Hurry To The Light

Hurry To The Light

for Women's Voices and String Orchestra

A choral cycle of the women in The Odyssey of Homer, as translated by Emily Wilson

Homer's The Odyssey is a tale that I've read some half a dozen times over the years. Recently it provided part of the inspiration for my Clarinet Concerto: Adrift on the Wine-dark Sea (the other source of inspiration was Melissa Fleming's book A Hope More Powerful Than The Sea, which tells the harrowing true story of another Mediterranean odyssey made by Syrian refugee Doaa al-Zamel). So when A Far Cry's Sarah Darling suggested Emily Wilson's new translation of The Odyssey as a text source for our collaboration with the Lorelei Ensemble, I felt both the comfort of familiarity and some anxiety. The latter was caused by the daunting question of which of the twelve thousand lines of The Odyssey to set to music? Of the many characters who appear in The Odyssey, whose story should I tell? After much discussion with Sarah and Lorelei's artistic director Beth Willer, we decided to tell the story of the women in The Odyssey.
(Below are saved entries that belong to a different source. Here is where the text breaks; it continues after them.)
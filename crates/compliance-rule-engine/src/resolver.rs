//! 字段解析器
//!
//! 将字段名与可选的点号路径编译为访问器，评估时从上下文中提取值。
//! 任一中间节点缺失即短路返回 None：缺数据是正常的评估结果，不是错误。

use crate::models::EvaluationContext;
use serde_json::Value;

/// 字段访问器
///
/// 路径拆分在编译期完成一次，评估期只做查表和下钻。
#[derive(Debug, Clone)]
pub struct FieldAccessor {
    field: String,
    segments: Vec<String>,
}

impl FieldAccessor {
    pub fn new(field: impl Into<String>, path: Option<&str>) -> Self {
        let segments = path
            .map(|p| {
                p.split('.')
                    .filter(|s| !s.is_empty())
                    .map(str::to_string)
                    .collect()
            })
            .unwrap_or_default();

        Self {
            field: field.into(),
            segments,
        }
    }

    /// 字段覆盖统计用的键：`field` 或 `field.path`
    pub fn coverage_key(&self) -> String {
        if self.segments.is_empty() {
            self.field.clone()
        } else {
            format!("{}.{}", self.field, self.segments.join("."))
        }
    }

    /// 从上下文中解析字段值
    pub fn resolve<'a>(&self, context: &'a EvaluationContext) -> Option<&'a Value> {
        let mut current = context.get(&self.field)?;

        for segment in &self.segments {
            current = match current {
                Value::Object(map) => map.get(segment)?,
                // 支持数组索引访问，如 "items.0.name"
                Value::Array(arr) => arr.get(segment.parse::<usize>().ok()?)?,
                _ => return None,
            };
        }

        Some(current)
    }
}
//! 条件评估器
//!
//! 实现各操作符对字段值与期望值的纯函数比较，支持多种数据类型。

use crate::error::{Result, RuleError};
use crate::operators::Operator;
use regex::Regex;
use serde_json::Value;

/// 条件评估器
pub struct ConditionEvaluator;

impl ConditionEvaluator {
    /// 评估条件
    ///
    /// # Arguments
    /// * `field_value` - 从上下文中解析出的字段值（缺失为 None）
    /// * `operator` - 操作符
    /// * `expected_value` - 规则中定义的期望值
    pub fn evaluate(
        field_value: Option<&Value>,
        operator: Operator,
        expected_value: &Value,
    ) -> Result<bool> {
        // 存在性与空值检查先于缺失短路处理，它们的语义就是观察缺失本身
        match operator {
            Operator::Exists => {
                return Ok(!matches!(field_value, None | Some(Value::Null)));
            }
            Operator::IsEmpty => return Ok(Self::is_empty(field_value)),
            _ => {}
        }

        // 字段缺失时，所有值比较一律不通过（含取反形式的操作符）
        let field_value = match field_value {
            Some(v) => v,
            None => return Ok(false),
        };

        match operator {
            Operator::Equals => Self::eq(field_value, expected_value),
            Operator::NotEquals => Self::eq(field_value, expected_value).map(|r| !r),
            Operator::Contains => Self::contains(field_value, expected_value),
            Operator::NotContains => Self::contains(field_value, expected_value).map(|r| !r),
            Operator::GreaterThan => Self::compare(field_value, expected_value, |a, b| a > b),
            Operator::LessThan => Self::compare(field_value, expected_value, |a, b| a < b),
            Operator::GreaterThanOrEqual => {
                Self::compare(field_value, expected_value, |a, b| a >= b)
            }
            Operator::LessThanOrEqual => Self::compare(field_value, expected_value, |a, b| a <= b),
            Operator::In => Self::in_list(field_value, expected_value),
            Operator::NotIn => Self::in_list(field_value, expected_value).map(|r| !r),
            Operator::Matches => Self::matches_pattern(field_value, expected_value),
            Operator::Exists | Operator::IsEmpty => unreachable!(),
        }
    }

    /// 用预编译正则评估 matches 条件（编译路径专用）
    pub fn matches_compiled(field_value: Option<&Value>, regex: &Regex) -> Result<bool> {
        let field_value = match field_value {
            Some(v) => v,
            None => return Ok(false),
        };

        Ok(regex.is_match(&Self::string_form(field_value)?))
    }

    /// 判断值是否为空
    fn is_empty(value: Option<&Value>) -> bool {
        match value {
            None => true,
            Some(Value::Null) => true,
            Some(Value::String(s)) => s.is_empty(),
            Some(Value::Array(arr)) => arr.is_empty(),
            Some(Value::Object(obj)) => obj.is_empty(),
            _ => false,
        }
    }

    /// 相等比较
    fn eq(field: &Value, expected: &Value) -> Result<bool> {
        // 数值统一转为浮点数比较，避免整数和浮点数形式不一致（如 100 与 100.0）
        if let (Some(f1), Some(f2)) = (Self::as_f64(field), Self::as_f64(expected)) {
            return Ok((f1 - f2).abs() < f64::EPSILON);
        }

        Ok(field == expected)
    }

    /// 数值比较
    fn compare<F>(field: &Value, expected: &Value, cmp: F) -> Result<bool>
    where
        F: Fn(f64, f64) -> bool,
    {
        let field_num = Self::as_f64(field).ok_or_else(|| RuleError::TypeMismatch {
            expected: "number".to_string(),
            actual: Self::type_name(field).to_string(),
        })?;

        let expected_num = Self::as_f64(expected).ok_or_else(|| RuleError::TypeMismatch {
            expected: "number".to_string(),
            actual: Self::type_name(expected).to_string(),
        })?;

        Ok(cmp(field_num, expected_num))
    }

    /// 字符串/数组包含检查（按字段值的运行时类型分派）
    fn contains(field: &Value, expected: &Value) -> Result<bool> {
        match field {
            Value::String(s) => {
                let substr = expected.as_str().ok_or_else(|| RuleError::TypeMismatch {
                    expected: "string".to_string(),
                    actual: Self::type_name(expected).to_string(),
                })?;
                Ok(s.contains(substr))
            }
            Value::Array(arr) => {
                for item in arr {
                    if Self::eq(item, expected)? {
                        return Ok(true);
                    }
                }
                Ok(false)
            }
            _ => Err(RuleError::TypeMismatch {
                expected: "string or array".to_string(),
                actual: Self::type_name(field).to_string(),
            }),
        }
    }

    /// 列表成员检查 (in)
    fn in_list(field: &Value, expected: &Value) -> Result<bool> {
        let arr = expected.as_array().ok_or_else(|| RuleError::TypeMismatch {
            expected: "array".to_string(),
            actual: Self::type_name(expected).to_string(),
        })?;

        for item in arr {
            if Self::eq(field, item)? {
                return Ok(true);
            }
        }

        Ok(false)
    }

    /// 正则匹配
    ///
    /// 编译路径会预编译正则并走 matches_compiled，这里覆盖直接调用场景。
    fn matches_pattern(field: &Value, expected: &Value) -> Result<bool> {
        let pattern = expected.as_str().ok_or_else(|| RuleError::TypeMismatch {
            expected: "string (regex pattern)".to_string(),
            actual: Self::type_name(expected).to_string(),
        })?;

        let regex = Regex::new(pattern).map_err(|e| {
            RuleError::CompileError(format!("无效的正则表达式 '{}': {}", pattern, e))
        })?;

        Ok(regex.is_match(&Self::string_form(field)?))
    }

    /// 标量值的字符串形式（模式匹配用）
    fn string_form(value: &Value) -> Result<String> {
        match value {
            Value::String(s) => Ok(s.clone()),
            Value::Number(n) => Ok(n.to_string()),
            Value::Bool(b) => Ok(b.to_string()),
            _ => Err(RuleError::TypeMismatch {
                expected: "string, number or boolean".to_string(),
                actual: Self::type_name(value).to_string(),
            }),
        }
    }

    /// 尝试将 Value 转换为 f64
    fn as_f64(value: &Value) -> Option<f64> {
        match value {
            Value::Number(n) => n.as_f64(),
            Value::String(s) => s.parse().ok(),
            _ => None,
        }
    }

    /// 获取值的类型名称
    fn type_name(value: &Value) -> &'static str {
        match value {
            Value::Null => "null",
            Value::Bool(_) => "boolean",
            Value::Number(_) => "number",
            Value::String(_) => "string",
            Value::Array(_) => "array",
            Value::Object(_) => "object",
        }
    }
}

#[cfg(test)]
mod tests {
    use super::*;
    use serde_json::json;

    #[test]
    fn test_equals_numbers() {
        assert!(
            ConditionEvaluator::evaluate(Some(&json!(100)), Operator::Equals, &json!(100)).unwrap()
        );

        // 整数与浮点数形式等价
        assert!(
            ConditionEvaluator::evaluate(Some(&json!(100.0)), Operator::Equals, &json!(100))
                .unwrap()
        );
    }

    #[test]
    fn test_equals_strings_and_bools() {
        assert!(
            ConditionEvaluator::evaluate(Some(&json!("active")), Operator::Equals, &json!("active"))
                .unwrap()
        );
        assert!(
            !ConditionEvaluator::evaluate(Some(&json!(false)), Operator::Equals, &json!(true))
                .unwrap()
        );
    }

    #[test]
    fn test_not_equals() {
        assert!(
            ConditionEvaluator::evaluate(Some(&json!("a")), Operator::NotEquals, &json!("b"))
                .unwrap()
        );
        assert!(
            !ConditionEvaluator::evaluate(Some(&json!("a")), Operator::NotEquals, &json!("a"))
                .unwrap()
        );
    }

    #[test]
    fn test_numeric_comparisons() {
        assert!(
            ConditionEvaluator::evaluate(Some(&json!(100)), Operator::GreaterThan, &json!(50))
                .unwrap()
        );
        assert!(
            ConditionEvaluator::evaluate(
                Some(&json!(100)),
                Operator::GreaterThanOrEqual,
                &json!(100)
            )
            .unwrap()
        );
        assert!(
            ConditionEvaluator::evaluate(Some(&json!(50)), Operator::LessThan, &json!(100))
                .unwrap()
        );
        assert!(
            ConditionEvaluator::evaluate(Some(&json!(100)), Operator::LessThanOrEqual, &json!(100))
                .unwrap()
        );
    }

    #[test]
    fn test_numeric_coercion_from_string() {
        // 字符串形式的数值两侧都做强制转换
        assert!(
            ConditionEvaluator::evaluate(Some(&json!("30")), Operator::GreaterThan, &json!(7))
                .unwrap()
        );
    }

    #[test]
    fn test_comparison_type_mismatch_is_error() {
        let result =
            ConditionEvaluator::evaluate(Some(&json!("abc")), Operator::GreaterThan, &json!(7));
        assert!(matches!(result, Err(RuleError::TypeMismatch { .. })));
    }

    #[test]
    fn test_contains_string() {
        assert!(
            ConditionEvaluator::evaluate(
                Some(&json!("encryption disabled")),
                Operator::Contains,
                &json!("disabled")
            )
            .unwrap()
        );
    }

    #[test]
    fn test_contains_array() {
        assert!(
            ConditionEvaluator::evaluate(
                Some(&json!(["soc2", "iso27001"])),
                Operator::Contains,
                &json!("soc2")
            )
            .unwrap()
        );
    }

    #[test]
    fn test_not_contains() {
        assert!(
            ConditionEvaluator::evaluate(
                Some(&json!(["soc2"])),
                Operator::NotContains,
                &json!("hipaa")
            )
            .unwrap()
        );
    }

    #[test]
    fn test_contains_on_number_is_error() {
        let result =
            ConditionEvaluator::evaluate(Some(&json!(42)), Operator::Contains, &json!("4"));
        assert!(matches!(result, Err(RuleError::TypeMismatch { .. })));
    }

    #[test]
    fn test_in_list() {
        assert!(
            ConditionEvaluator::evaluate(
                Some(&json!("HIGH")),
                Operator::In,
                &json!(["CRITICAL", "HIGH"])
            )
            .unwrap()
        );
        assert!(
            !ConditionEvaluator::evaluate(
                Some(&json!("LOW")),
                Operator::In,
                &json!(["CRITICAL", "HIGH"])
            )
            .unwrap()
        );
    }

    #[test]
    fn test_in_requires_array_target() {
        let result = ConditionEvaluator::evaluate(Some(&json!("a")), Operator::In, &json!("a"));
        assert!(matches!(result, Err(RuleError::TypeMismatch { .. })));
    }

    #[test]
    fn test_not_in() {
        assert!(
            ConditionEvaluator::evaluate(
                Some(&json!("LOW")),
                Operator::NotIn,
                &json!(["CRITICAL", "HIGH"])
            )
            .unwrap()
        );
    }

    #[test]
    fn test_matches() {
        assert!(
            ConditionEvaluator::evaluate(
                Some(&json!("AWS-EC2-001")),
                Operator::Matches,
                &json!(r"^AWS-[A-Z0-9]+-\d+$")
            )
            .unwrap()
        );
    }

    #[test]
    fn test_matches_number_string_form() {
        // 模式匹配作用于字段值的字符串形式
        assert!(
            ConditionEvaluator::evaluate(Some(&json!(404)), Operator::Matches, &json!(r"^4\d\d$"))
                .unwrap()
        );
    }

    #[test]
    fn test_matches_compiled() {
        let regex = Regex::new(r"^ctrl-\d+$").unwrap();
        assert!(ConditionEvaluator::matches_compiled(Some(&json!("ctrl-12")), &regex).unwrap());
        assert!(!ConditionEvaluator::matches_compiled(None, &regex).unwrap());
    }

    #[test]
    fn test_exists() {
        assert!(
            ConditionEvaluator::evaluate(Some(&json!("x")), Operator::Exists, &json!(null))
                .unwrap()
        );
        assert!(!ConditionEvaluator::evaluate(None, Operator::Exists, &json!(null)).unwrap());
        // null 等同于缺失
        assert!(
            !ConditionEvaluator::evaluate(Some(&json!(null)), Operator::Exists, &json!(null))
                .unwrap()
        );
    }

    #[test]
    fn test_is_empty() {
        assert!(ConditionEvaluator::evaluate(None, Operator::IsEmpty, &json!(null)).unwrap());
        assert!(
            ConditionEvaluator::evaluate(Some(&json!(null)), Operator::IsEmpty, &json!(null))
                .unwrap()
        );
        assert!(
            ConditionEvaluator::evaluate(Some(&json!("")), Operator::IsEmpty, &json!(null))
                .unwrap()
        );
        assert!(
            ConditionEvaluator::evaluate(Some(&json!([])), Operator::IsEmpty, &json!(null))
                .unwrap()
        );
        assert!(
            ConditionEvaluator::evaluate(Some(&json!({})), Operator::IsEmpty, &json!(null))
                .unwrap()
        );
        assert!(
            !ConditionEvaluator::evaluate(Some(&json!(["x"])), Operator::IsEmpty, &json!(null))
                .unwrap()
        );
        assert!(
            !ConditionEvaluator::evaluate(Some(&json!(0)), Operator::IsEmpty, &json!(null))
                .unwrap()
        );
    }

    #[test]
    fn test_missing_field_fails_value_comparisons() {
        // 缺失字段时所有值比较（含取反形式）都不通过
        for op in [
            Operator::Equals,
            Operator::NotEquals,
            Operator::Contains,
            Operator::NotContains,
            Operator::GreaterThan,
            Operator::In,
            Operator::NotIn,
            Operator::Matches,
        ] {
            assert!(
                !ConditionEvaluator::evaluate(None, op, &json!(["x"])).unwrap(),
                "{} 在字段缺失时应返回 false",
                op
            );
        }
    }
}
I am very grateful to my friend and fellow composer, Thomas Stumpf, for his invaluable aid and advice in selecting the right text for this project.

As Emily Wilson tells us in her insightful introduction, "The Odyssey is a poem in which certain females have far more power than real women ever did in the society of archaic Greece. Most obviously, the goddess Athena, guides Odysseus through all his wanderings... only through female divine power can his patriarchal dominance over his household be regained." Odysseus' faithful wife Penelope, though trapped in her home by suitors and her husband's long absence, still has "the power to choose... to marry one of her suitors." Penelope's fidelity is an important point in the narrative, as Wilson points out, "if Penelope remarries, Odysseus will lose not only a person he loves, but also, perhaps more important, all his economic wealth and social status."  Other examples of the power of women in The Odyssey come through, for the first time perhaps, in Wilson's translation. In clearing the misogynistic dust left by previous English translations, primarily made by men, Wilson's careful and accurate word choice transforms the power of the Sirens from that of sexual magnetism to that of keepers of divine knowledge.  Previous translations of The Odyssey interpreted the archaic Greek word for 'mouth' as 'lips', thus giving a sexual connotation to the song that came from 'the lips of the sirens'. Wilson's translation, "All those who pass this way hear honeyed song, poured from our mouths", gives the sense that the Sirens are not tempting sailors with physical pleasures, but with a look behind the veil of the unknown:

The music brings them joy,

and they go on their way with greater knowledge,

since we know everything the Greeks and Trojans

suffered in Troy, by gods' will; and we know

whatever happens anywhere on earth.

It is with these subtleties in mind that I proceeded to set this text to music.  The women whose voices are brought front and center in this work all have influence, or agency, over Odysseus.  Even though we never hear his words in my setting, Odysseus is always there, listening. In movement I we learn about Penelope's deceptive tactics to keep the suitors at bay. Having convinced the suitors that she will choose a husband once she completes weaving a shroud for her father-in-law, she proceeds to unweave it at night thereby prolonging the completion of her weaving. Here I used the ancient Greek text from The Odyssey, much as it may have been heard by listeners hundreds of years ago.  In movement II Circe advises Odysseus as to the best way home and warns him of the many dangers he will face (even brave Odysseus must've thought twice about making the journey after hearing what Circe had to say about it!).  In movement III we return to Penelope's chambers where Athena has sent a Phantom to bring Penelope news of her son, Telemachus. In movement IV the Sirens tempt Odysseus and his crew with knowledge beyond the reach of mortals.  In movement V Odysseus' deceased mother, now a shade in Hades, continues to lovingly council her son on the cruel ways of the world. Movement VI, the only 'dialogue' between Odysseus and Penelope, is an instrumental interlude that emulates the verbal sparring in Book 23 between the long separated couple. Finally, in movement VII, Penelope accepts Odysseus and the two reconcile.  Though The Odyssey does not end here, this felt like a natural ending for my musical work.

In setting this text I sought to bring out as many colors, instrumental and emotional, as possible. The poetic rhythm of both the ancient Greek (the six beat Dactylic Hexameter) and that of Wilson's English translation (the five beat Iambic Pentameter) both supply much of the rhythmic underpinning of this work.  In the end, I strived to keep in mind that this story is an epic tale of adventure, both in its fantastical god like flourishes and its very humbly human emotions, and to imbue my work with these sensibilities.

This work is dedicated to the fabulous musicians of A Far Cry and Lorelei Ensemble to whom I am exceedingly grateful for this opportunity to collaborate.